To see how Sam Pepys spent this week 364 years ago, follow this link.
Most of this week was spent preparing for a talk I’d give on Friday to hundreds of Coram Beanstalk’s reading support volunteers for schools. But it began – ironically, it’d turn out – with me editing my current novel-in-progress to incorporate the latest evidence surrounding the history of human imagination.
Imagination is humanity’s specialism. We have no way of knowing whether other animals can go beyond basic tool invention and pattern replication – whether they can also form concepts in their minds which transcend time, place, and occasionally also reality. But we sure know its what humans do best. While we’re not as fast, strong, or long-lasting as nature, our imaginations let us build things which surpass it.
For years, I’ve pointed to how the imagination underpins multiple traits that help us survive and thrive, such as ambition and problem-solving. I’ve found children readily grasp this concept too, especially when told of the moment in evolution when humans developed imagination.
At that moment in time (c.40k years ago), all cavepeople had much in common: tools, clothes, even fire. Humans, though, are the only ones we know took time to hone their imaginations.

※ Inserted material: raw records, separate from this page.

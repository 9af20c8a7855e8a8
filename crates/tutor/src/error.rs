use thiserror::Error;

use spelldrill_domain::DomainError;
use spelldrill_services::ApiError;

#[derive(Debug, Error)]
pub enum PracticeError {
    #[error("failed to start practice session")]
    Bootstrap(#[source] ApiError),
    #[error("failed to complete session")]
    Completion(#[source] ApiError),
    #[error(transparent)]
    InvalidWords(#[from] DomainError),
}
use spelldrill_domain::Word;

#[derive(Debug, Clone, Copy, PartialEq, Eq)]
pub enum QueueStep {
    /// Moved to the word at this index.
    Next(usize),
    /// Reached the end; reported once.
    Completed,
    /// Already finished, nothing happened.
    Exhausted,
}

/// The session's words in order. The index only moves forward and stops at
/// `len()`.
#[derive(Debug, Clone)]
pub struct WordQueue {
    words: Vec<Word>,
    index: usize,
    completed: bool,
}

impl WordQueue {
    pub fn new(words: Vec<Word>) -> Self {
        Self {
            words,
            index: 0,
            completed: false,
        }
    }

    pub fn current(&self) -> Option<&Word> {
        self.words.get(self.index)
    }

    pub fn position(&self) -> usize {
        self.index
    }

    pub fn len(&self) -> usize {
        self.words.len()
    }

    pub fn is_empty(&self) -> bool {
        self.words.is_empty()
    }

    pub fn is_finished(&self) -> bool {
        self.index >= self.words.len()
    }

    /// Fraction of the list reached, counting the current word.
    pub fn progress(&self) -> f32 {
        if self.words.is_empty() {
            return 1.0;
        }
        ((self.index + 1).min(self.words.len())) as f32 / self.words.len() as f32
    }

    pub fn advance(&mut self) -> QueueStep {
        if self.index < self.words.len() {
            self.index += 1;
        }
        if self.index < self.words.len() {
            QueueStep::Next(self.index)
        } else if !self.completed {
            self.completed = true;
            QueueStep::Completed
        } else {
            QueueStep::Exhausted
        }
    }
}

Others, such as neanderthals, have left us with hand prints, sequential lines, even knots. But humans were the first to create recognisable representations of creatures. Moreover, they then mixed them up, creating things that didn’t exist – like a human with a lion’s head.
When the Ice Age forced various species into extinction – including neanderthals – it was humans’ adaptability which kept them alive longer than tools, clothes, even fire. And scientists like Yuval Harari argue that this adaptability was powered by imagination.

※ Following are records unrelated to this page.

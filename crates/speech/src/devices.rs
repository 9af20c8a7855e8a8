use std::sync::Arc;

use tracing::{debug, warn};

use crate::cue::FeedbackCue;
use crate::recognition::{ListeningSession, SpeechRecognizer};
use crate::tts::{Speaker, SpeechOptions};

/// The speech capabilities one practice session holds until it ends.
pub struct SpeechDevices {
    speaker: Arc<dyn Speaker>,
    recognizer: Arc<dyn SpeechRecognizer>,
    cue: Arc<dyn FeedbackCue>,
    options: SpeechOptions,
}

impl SpeechDevices {
    pub fn acquire(
        speaker: Arc<dyn Speaker>,
        recognizer: Arc<dyn SpeechRecognizer>,
        cue: Arc<dyn FeedbackCue>,
        options: SpeechOptions,
    ) -> Self {
        debug!(voice = ?options.voice, "acquired speech devices");
        Self {
            speaker,
            recognizer,
            cue,
            options,
        }
    }

    pub fn options(&self) -> &SpeechOptions {
        &self.options
    }

    pub fn listening_session(&self) -> ListeningSession {
        ListeningSession::new(self.recognizer.clone())
    }

    pub async fn speak(&self, text: &str) {
        if let Err(err) = self.speaker.speak(text, &self.options).await {
            warn!(%err, text, "failed to speak");
        }
    }

    pub async fn ding(&self) {
        if let Err(err) = self.cue.play().await {
            warn!(%err, "failed to play feedback cue");
        }
    }

    /// Stop speech, tear down recognition and unload the cue.
    pub async fn release(self) {
        if let Err(err) = self.speaker.stop().await {
            warn!(%err, "failed to stop speech");
        }
        self.recognizer.release().await;
        self.cue.unload().await;
        debug!("released speech devices");
    }
}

That said, there’s also evidence that humans had a very intimate relationship with other cavepeople, including neanderthals. In Europe, up to 2% of our DNA is believed to be inherited from neanderthals. So we obviously got on with them, and have preserved their bloodline – albeit imperceptibly.
To represent this in my novel, I introduced a neanderthal character who happily shares a home with some primitive humans. But his inability to imagine things the way they do eventually frustrates him into leaving, allowing me to show the distinction between the humans who survived and the cavepeople who didn’t.
Of course, I didn’t share any of my novel-in-progress with Coram Beanstalk. There, I shared a shorter, simpler story, based on the American folk tale of ‘The Little Red Hen’ – except replacing the hen with a human, and all the other animals with various cavepeople: neanderthals, denisovans, and floresiensies.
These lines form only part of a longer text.